═════ Records supplied

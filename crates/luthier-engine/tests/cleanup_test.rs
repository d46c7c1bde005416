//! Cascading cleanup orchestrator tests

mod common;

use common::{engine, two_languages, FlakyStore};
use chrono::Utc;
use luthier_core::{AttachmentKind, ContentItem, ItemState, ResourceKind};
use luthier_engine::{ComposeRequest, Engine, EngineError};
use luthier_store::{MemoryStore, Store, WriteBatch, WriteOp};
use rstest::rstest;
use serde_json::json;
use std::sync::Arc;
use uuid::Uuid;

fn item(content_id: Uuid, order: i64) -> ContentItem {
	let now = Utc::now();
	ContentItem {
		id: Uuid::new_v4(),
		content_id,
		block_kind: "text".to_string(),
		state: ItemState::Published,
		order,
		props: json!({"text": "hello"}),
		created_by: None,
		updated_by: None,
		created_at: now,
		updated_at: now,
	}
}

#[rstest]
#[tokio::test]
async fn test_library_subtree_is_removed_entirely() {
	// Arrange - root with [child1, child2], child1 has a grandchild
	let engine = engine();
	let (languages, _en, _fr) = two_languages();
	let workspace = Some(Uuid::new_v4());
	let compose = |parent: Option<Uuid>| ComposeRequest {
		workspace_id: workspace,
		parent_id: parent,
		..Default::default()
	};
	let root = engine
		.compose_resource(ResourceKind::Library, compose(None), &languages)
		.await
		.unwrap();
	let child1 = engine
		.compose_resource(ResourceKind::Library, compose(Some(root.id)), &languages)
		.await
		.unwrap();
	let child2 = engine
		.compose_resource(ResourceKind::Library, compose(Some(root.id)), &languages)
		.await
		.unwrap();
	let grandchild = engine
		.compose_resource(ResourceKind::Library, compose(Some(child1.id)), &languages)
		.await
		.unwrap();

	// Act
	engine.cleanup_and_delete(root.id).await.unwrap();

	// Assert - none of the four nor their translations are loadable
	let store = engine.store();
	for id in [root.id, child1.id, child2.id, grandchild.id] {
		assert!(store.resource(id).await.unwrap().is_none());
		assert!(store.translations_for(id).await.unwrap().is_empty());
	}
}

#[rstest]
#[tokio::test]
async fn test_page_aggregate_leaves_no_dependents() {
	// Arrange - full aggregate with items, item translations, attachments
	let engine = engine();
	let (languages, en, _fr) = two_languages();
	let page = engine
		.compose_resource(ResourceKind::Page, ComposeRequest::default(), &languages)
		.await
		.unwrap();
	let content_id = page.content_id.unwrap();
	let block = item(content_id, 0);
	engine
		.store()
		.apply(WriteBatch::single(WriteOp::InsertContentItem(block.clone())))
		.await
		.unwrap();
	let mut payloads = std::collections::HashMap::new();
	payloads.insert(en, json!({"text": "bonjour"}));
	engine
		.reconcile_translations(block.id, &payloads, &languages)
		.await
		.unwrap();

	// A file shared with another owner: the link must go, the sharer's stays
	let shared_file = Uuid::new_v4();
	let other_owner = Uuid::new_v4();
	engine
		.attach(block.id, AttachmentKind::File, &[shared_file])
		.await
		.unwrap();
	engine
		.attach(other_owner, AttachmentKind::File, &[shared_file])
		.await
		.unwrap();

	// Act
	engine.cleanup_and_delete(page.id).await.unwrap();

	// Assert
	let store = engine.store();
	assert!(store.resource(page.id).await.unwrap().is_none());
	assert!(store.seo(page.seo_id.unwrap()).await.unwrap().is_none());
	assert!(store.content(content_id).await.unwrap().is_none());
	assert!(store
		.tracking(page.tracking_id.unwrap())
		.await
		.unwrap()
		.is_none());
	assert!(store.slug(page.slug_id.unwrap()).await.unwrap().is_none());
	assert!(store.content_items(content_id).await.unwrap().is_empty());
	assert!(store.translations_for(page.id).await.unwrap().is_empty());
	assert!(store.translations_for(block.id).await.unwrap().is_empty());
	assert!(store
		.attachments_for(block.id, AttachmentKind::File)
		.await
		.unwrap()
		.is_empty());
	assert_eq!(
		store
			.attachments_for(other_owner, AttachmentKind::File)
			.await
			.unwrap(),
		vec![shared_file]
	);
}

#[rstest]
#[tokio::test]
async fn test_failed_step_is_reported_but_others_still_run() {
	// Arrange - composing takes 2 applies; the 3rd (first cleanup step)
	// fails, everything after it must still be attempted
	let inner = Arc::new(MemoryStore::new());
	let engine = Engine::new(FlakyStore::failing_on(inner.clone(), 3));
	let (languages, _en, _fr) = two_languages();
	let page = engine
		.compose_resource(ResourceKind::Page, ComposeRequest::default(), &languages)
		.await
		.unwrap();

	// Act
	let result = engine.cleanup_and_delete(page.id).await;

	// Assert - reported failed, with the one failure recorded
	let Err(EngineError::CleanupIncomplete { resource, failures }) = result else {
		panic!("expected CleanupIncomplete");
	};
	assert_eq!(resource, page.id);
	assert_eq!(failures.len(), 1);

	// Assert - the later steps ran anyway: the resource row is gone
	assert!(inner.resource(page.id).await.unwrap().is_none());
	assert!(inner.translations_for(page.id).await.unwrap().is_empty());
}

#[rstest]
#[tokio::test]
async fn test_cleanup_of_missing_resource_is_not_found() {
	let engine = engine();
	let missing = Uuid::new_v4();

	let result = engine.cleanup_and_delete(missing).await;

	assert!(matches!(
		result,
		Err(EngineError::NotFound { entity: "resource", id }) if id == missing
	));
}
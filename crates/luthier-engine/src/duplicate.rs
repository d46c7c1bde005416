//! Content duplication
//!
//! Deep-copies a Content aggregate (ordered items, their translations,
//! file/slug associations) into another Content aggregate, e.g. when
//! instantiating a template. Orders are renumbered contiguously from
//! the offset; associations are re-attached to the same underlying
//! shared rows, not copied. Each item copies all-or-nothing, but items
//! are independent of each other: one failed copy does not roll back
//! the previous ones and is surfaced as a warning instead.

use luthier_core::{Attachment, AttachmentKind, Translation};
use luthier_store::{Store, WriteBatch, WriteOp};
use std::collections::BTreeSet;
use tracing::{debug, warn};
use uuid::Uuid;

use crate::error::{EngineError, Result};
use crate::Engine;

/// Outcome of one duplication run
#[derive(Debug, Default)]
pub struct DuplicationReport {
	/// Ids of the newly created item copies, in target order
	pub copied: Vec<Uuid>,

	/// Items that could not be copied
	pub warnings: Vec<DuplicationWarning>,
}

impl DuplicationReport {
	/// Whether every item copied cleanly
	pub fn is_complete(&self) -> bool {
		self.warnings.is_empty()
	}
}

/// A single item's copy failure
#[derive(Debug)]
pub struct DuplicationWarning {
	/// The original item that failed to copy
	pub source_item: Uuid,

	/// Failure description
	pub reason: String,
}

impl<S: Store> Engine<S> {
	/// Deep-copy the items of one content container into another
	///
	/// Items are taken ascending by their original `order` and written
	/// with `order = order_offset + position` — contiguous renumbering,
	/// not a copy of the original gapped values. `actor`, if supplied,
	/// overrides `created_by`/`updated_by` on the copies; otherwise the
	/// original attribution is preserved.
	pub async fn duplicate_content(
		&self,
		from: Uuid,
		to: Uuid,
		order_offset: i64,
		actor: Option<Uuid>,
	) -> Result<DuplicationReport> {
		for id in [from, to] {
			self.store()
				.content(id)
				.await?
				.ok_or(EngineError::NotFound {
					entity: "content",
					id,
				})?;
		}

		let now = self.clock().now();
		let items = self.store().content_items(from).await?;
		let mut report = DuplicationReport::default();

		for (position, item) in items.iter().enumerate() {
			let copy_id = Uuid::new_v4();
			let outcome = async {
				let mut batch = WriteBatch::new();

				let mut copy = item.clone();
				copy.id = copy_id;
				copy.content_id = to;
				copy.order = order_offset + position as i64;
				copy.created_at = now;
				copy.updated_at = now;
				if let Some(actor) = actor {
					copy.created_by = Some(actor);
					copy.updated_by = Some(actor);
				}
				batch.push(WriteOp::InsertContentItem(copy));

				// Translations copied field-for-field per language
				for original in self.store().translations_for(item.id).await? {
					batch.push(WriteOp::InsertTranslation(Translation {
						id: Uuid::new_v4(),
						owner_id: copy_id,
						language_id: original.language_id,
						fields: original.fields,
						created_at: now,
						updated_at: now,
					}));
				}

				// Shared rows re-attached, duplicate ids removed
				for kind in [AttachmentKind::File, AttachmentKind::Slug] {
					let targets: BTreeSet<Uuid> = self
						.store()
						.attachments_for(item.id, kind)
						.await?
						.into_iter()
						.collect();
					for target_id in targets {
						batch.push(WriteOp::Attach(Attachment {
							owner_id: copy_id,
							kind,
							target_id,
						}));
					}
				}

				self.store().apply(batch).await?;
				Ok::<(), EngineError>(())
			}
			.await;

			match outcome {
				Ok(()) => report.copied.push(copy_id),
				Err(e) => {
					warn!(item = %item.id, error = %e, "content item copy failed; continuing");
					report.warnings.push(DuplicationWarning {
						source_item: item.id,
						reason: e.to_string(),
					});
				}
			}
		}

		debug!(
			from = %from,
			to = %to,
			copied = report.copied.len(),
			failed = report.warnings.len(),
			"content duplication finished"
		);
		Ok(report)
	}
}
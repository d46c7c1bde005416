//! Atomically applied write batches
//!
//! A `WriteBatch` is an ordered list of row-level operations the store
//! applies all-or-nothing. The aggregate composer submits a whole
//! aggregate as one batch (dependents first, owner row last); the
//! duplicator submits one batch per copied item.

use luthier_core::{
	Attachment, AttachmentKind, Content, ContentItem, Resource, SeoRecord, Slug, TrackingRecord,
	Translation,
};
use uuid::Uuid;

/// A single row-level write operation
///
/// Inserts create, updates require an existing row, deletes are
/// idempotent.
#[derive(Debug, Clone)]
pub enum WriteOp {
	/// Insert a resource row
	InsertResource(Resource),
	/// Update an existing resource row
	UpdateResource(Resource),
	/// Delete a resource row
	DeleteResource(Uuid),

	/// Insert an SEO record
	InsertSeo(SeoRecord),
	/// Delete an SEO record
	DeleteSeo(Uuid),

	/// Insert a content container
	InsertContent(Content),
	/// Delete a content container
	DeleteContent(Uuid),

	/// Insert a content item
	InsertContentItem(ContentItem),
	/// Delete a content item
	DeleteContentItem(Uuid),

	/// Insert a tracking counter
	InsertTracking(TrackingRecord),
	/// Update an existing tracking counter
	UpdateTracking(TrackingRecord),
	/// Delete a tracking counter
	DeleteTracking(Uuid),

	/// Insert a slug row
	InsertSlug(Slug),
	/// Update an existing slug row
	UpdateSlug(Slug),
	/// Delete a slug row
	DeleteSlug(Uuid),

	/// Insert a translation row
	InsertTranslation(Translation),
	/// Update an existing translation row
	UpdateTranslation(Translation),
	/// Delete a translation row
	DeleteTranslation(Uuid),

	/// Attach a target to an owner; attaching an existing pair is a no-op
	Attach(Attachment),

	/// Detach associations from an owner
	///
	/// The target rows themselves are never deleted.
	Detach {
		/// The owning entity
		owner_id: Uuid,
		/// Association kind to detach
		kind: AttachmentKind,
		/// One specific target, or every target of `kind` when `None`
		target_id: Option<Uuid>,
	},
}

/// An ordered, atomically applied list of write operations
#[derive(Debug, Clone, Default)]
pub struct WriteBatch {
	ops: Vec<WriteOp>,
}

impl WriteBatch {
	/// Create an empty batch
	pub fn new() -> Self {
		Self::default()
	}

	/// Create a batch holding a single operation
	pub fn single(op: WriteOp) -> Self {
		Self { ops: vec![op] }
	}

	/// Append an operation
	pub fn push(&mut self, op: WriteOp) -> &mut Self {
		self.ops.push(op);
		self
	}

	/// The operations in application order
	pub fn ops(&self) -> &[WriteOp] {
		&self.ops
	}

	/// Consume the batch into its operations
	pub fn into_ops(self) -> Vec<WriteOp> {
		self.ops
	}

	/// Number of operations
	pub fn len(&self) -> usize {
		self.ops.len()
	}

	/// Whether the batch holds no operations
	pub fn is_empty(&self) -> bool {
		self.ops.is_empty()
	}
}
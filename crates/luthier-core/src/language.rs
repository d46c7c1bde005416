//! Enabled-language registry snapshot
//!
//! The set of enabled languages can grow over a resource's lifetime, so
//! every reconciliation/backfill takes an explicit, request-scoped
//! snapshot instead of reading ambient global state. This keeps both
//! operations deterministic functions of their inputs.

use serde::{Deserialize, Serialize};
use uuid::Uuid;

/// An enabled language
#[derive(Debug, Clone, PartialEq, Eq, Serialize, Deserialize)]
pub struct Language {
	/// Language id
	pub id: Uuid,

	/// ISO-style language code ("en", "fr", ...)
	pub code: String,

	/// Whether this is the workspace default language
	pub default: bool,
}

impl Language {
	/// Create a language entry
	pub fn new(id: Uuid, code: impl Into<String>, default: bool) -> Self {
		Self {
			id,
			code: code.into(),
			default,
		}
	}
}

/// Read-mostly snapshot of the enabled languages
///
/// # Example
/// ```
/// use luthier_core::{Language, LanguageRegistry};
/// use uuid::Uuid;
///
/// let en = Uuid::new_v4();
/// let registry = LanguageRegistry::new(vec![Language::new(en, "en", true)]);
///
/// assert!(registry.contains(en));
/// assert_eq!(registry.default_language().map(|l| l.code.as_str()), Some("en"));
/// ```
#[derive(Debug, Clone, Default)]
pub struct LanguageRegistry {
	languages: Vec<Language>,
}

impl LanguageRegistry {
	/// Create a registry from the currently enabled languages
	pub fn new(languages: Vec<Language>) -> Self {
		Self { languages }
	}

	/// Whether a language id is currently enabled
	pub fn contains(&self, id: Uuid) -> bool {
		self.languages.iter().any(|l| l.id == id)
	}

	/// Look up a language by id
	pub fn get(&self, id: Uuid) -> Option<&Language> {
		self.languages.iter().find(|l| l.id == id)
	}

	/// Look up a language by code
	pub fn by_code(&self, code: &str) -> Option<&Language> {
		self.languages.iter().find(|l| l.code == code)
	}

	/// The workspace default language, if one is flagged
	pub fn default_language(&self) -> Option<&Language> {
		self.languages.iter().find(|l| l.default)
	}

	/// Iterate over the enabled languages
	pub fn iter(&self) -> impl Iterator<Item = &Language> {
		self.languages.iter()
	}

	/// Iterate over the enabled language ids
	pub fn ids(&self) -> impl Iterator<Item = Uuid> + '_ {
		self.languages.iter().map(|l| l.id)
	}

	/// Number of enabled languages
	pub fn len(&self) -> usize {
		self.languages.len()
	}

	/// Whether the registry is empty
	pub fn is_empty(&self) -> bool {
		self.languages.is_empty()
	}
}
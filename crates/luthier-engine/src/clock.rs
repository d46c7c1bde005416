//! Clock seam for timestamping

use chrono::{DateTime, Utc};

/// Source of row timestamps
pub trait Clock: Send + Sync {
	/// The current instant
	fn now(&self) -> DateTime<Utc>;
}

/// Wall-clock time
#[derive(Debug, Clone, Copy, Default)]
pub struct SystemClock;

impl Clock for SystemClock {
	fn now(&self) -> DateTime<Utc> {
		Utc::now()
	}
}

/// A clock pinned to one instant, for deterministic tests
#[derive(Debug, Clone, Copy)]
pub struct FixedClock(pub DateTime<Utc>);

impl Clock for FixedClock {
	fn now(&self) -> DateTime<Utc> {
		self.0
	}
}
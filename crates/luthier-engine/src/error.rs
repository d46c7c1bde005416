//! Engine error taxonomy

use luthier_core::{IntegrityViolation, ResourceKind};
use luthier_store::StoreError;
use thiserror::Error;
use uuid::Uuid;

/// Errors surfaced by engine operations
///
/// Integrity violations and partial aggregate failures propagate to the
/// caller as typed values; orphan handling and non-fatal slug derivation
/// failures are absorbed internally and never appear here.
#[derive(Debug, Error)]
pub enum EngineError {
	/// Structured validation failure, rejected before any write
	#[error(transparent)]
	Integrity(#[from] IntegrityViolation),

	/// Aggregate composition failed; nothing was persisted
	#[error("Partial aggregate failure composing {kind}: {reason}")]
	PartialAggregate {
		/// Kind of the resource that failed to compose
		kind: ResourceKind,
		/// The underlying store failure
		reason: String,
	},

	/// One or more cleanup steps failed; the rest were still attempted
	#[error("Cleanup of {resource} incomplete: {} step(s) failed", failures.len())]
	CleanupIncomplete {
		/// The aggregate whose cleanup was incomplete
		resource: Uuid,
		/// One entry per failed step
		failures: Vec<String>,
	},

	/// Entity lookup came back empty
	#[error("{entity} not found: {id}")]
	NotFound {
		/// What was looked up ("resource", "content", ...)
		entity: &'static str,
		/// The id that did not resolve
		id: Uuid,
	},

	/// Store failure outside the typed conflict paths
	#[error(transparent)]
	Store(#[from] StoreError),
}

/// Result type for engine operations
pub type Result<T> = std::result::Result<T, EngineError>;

══════════

▶ Work to be completed
Print exactly the lines above, between the one holding "existing tracking counter" and the one holding "Delete a slug row", inclusive, and nothing besides.

▶ Result of the exercise
	/// Update an existing tracking counter
	UpdateTracking(TrackingRecord),
	/// Delete a tracking counter
	DeleteTracking(Uuid),

	/// Insert a slug row
	InsertSlug(Slug),
	/// Update an existing slug row
	UpdateSlug(Slug),
	/// Delete a slug row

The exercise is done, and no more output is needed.